**Extracted records**:
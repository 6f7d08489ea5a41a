use tracing::{info, instrument};

use super::{
    check_batch_input, count_outcomes, DistanceStats, RetrievalHarness, ScoredDoc, ThresholdCase,
    ThresholdCaseReport, ThresholdReport,
};
use crate::error::{RagbenchError, RagbenchResult};
use crate::retriever::Retriever;

/// Split results into (accepted, rejected): accepted when
/// `distance < threshold`. Relative order inside each side is preserved.
pub fn partition_by_threshold(results: &[ScoredDoc], threshold: f32) -> (Vec<ScoredDoc>, Vec<ScoredDoc>) {
    results
        .iter()
        .cloned()
        .partition(|doc| doc.distance < threshold)
}

impl<'r, R: Retriever + ?Sized> RetrievalHarness<'r, R> {
    /// Fetch the top `k` for each probe query and split them at a distance
    /// cut-off.
    ///
    /// There is no default threshold: every case must carry its own or
    /// inherit `threshold`, otherwise the batch is rejected.
    #[instrument(skip(self, cases), fields(cases = cases.len()))]
    pub async fn filter_by_threshold(
        &self,
        cases: &[ThresholdCase],
        k: usize,
        threshold: Option<f32>,
    ) -> RagbenchResult<ThresholdReport> {
        check_batch_input("threshold", k, cases.iter().map(|c| c.query.as_str()))?;

        let mut thresholds = Vec::with_capacity(cases.len());
        for case in cases {
            let t = case.threshold.or(threshold).ok_or_else(|| {
                RagbenchError::InvalidInput(format!(
                    "threshold: no threshold supplied for query '{}'",
                    case.query
                ))
            })?;
            if !t.is_finite() {
                return Err(RagbenchError::InvalidInput(format!(
                    "threshold: {} is not a finite distance (query '{}')",
                    t, case.query
                )));
            }
            thresholds.push(t);
        }

        let queries: Vec<&str> = cases.iter().map(|c| c.query.as_str()).collect();
        let fetched = self.run_batch(&queries, k).await?;

        let per_case: Vec<ThresholdCaseReport> = cases
            .iter()
            .zip(&thresholds)
            .zip(&fetched)
            .map(|((case, &t), f)| {
                let (accepted, rejected) = partition_by_threshold(f.docs(), t);
                ThresholdCaseReport {
                    query: case.query.clone(),
                    threshold: t,
                    all_rejected: accepted.is_empty(),
                    accepted,
                    rejected,
                    status: f.status(),
                }
            })
            .collect();

        let top1: Vec<f32> = fetched
            .iter()
            .filter_map(|f| f.docs().first().map(|d| d.distance))
            .collect();
        let (timed_out, failed) = count_outcomes(&fetched);
        let no_match = per_case.iter().filter(|c| c.all_rejected).count();
        info!(k, no_match, total = per_case.len(), "Threshold analysis complete");

        Ok(ThresholdReport {
            threshold,
            k,
            timed_out,
            failed,
            distance_stats: DistanceStats::from_distances(&top1),
            per_case,
        })
    }
}

#[cfg(test)]
mod tests {
    use super::*;
    use crate::harness::HarnessConfig;
    use crate::retriever::RecordedRetriever;

    fn docs(pairs: &[(&str, f32)]) -> Vec<ScoredDoc> {
        pairs.iter().map(|(id, d)| ScoredDoc::new(*id, *d)).collect()
    }

    #[test]
    fn test_partition_boundary_is_rejected() {
        let results = docs(&[("a", 0.5), ("b", 0.75), ("c", 0.74)]);
        let (accepted, rejected) = partition_by_threshold(&results, 0.75);
        assert_eq!(accepted, docs(&[("a", 0.5), ("c", 0.74)]));
        assert_eq!(rejected, docs(&[("b", 0.75)]));
    }

    #[test]
    fn test_partition_is_idempotent_on_accepted() {
        let results = docs(&[("a", 0.1), ("b", 0.9), ("c", 0.3), ("d", 1.2)]);
        let (accepted, _) = partition_by_threshold(&results, 0.5);
        let (again, rejected_again) = partition_by_threshold(&accepted, 0.5);
        assert_eq!(again, accepted);
        assert!(rejected_again.is_empty());
    }

    #[tokio::test]
    async fn test_missing_threshold_rejected() {
        let retriever = RecordedRetriever::new().with("q", docs(&[("a", 0.1)]));
        let harness = RetrievalHarness::new(&retriever, HarnessConfig::default());

        let err = harness
            .filter_by_threshold(&[ThresholdCase::new("q")], 5, None)
            .await
            .unwrap_err();
        assert!(matches!(err, RagbenchError::InvalidInput(_)));

        let err = harness
            .filter_by_threshold(&[ThresholdCase::with_threshold("q", f32::NAN)], 5, None)
            .await
            .unwrap_err();
        assert!(matches!(err, RagbenchError::InvalidInput(_)));
    }

    #[tokio::test]
    async fn test_case_threshold_overrides_batch() {
        let retriever = RecordedRetriever::new().with("q", docs(&[("a", 0.6), ("b", 0.9)]));
        let harness = RetrievalHarness::new(&retriever, HarnessConfig::default());

        let report = harness
            .filter_by_threshold(&[ThresholdCase::with_threshold("q", 1.0)], 5, Some(0.5))
            .await
            .unwrap();
        let case = &report.per_case[0];
        assert_eq!(case.threshold, 1.0);
        assert_eq!(case.accepted.len(), 2);
        assert_eq!(report.threshold, Some(0.5));
    }
}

**TASK ITEM**: Return exactly the lines from the beginning of the data above through the one containing "impl<'r, R: Retriever", please. Include both end lines and add nothing else.

**OUTPUT BELOW**:
repository 6f7d08489ea5a41a
use tracing::{info, instrument};

use super::{
    check_batch_input, count_outcomes, DistanceStats, RetrievalHarness, ScoredDoc, ThresholdCase,
    ThresholdCaseReport, ThresholdReport,
};
use crate::error::{RagbenchError, RagbenchResult};
use crate::retriever::Retriever;

/// Split results into (accepted, rejected): accepted when
/// `distance < threshold`. Relative order inside each side is preserved.
pub fn partition_by_threshold(results: &[ScoredDoc], threshold: f32) -> (Vec<ScoredDoc>, Vec<ScoredDoc>) {
    results
        .iter()
        .cloned()
        .partition(|doc| doc.distance < threshold)
}

impl<'r, R: Retriever + ?Sized> RetrievalHarness<'r, R> {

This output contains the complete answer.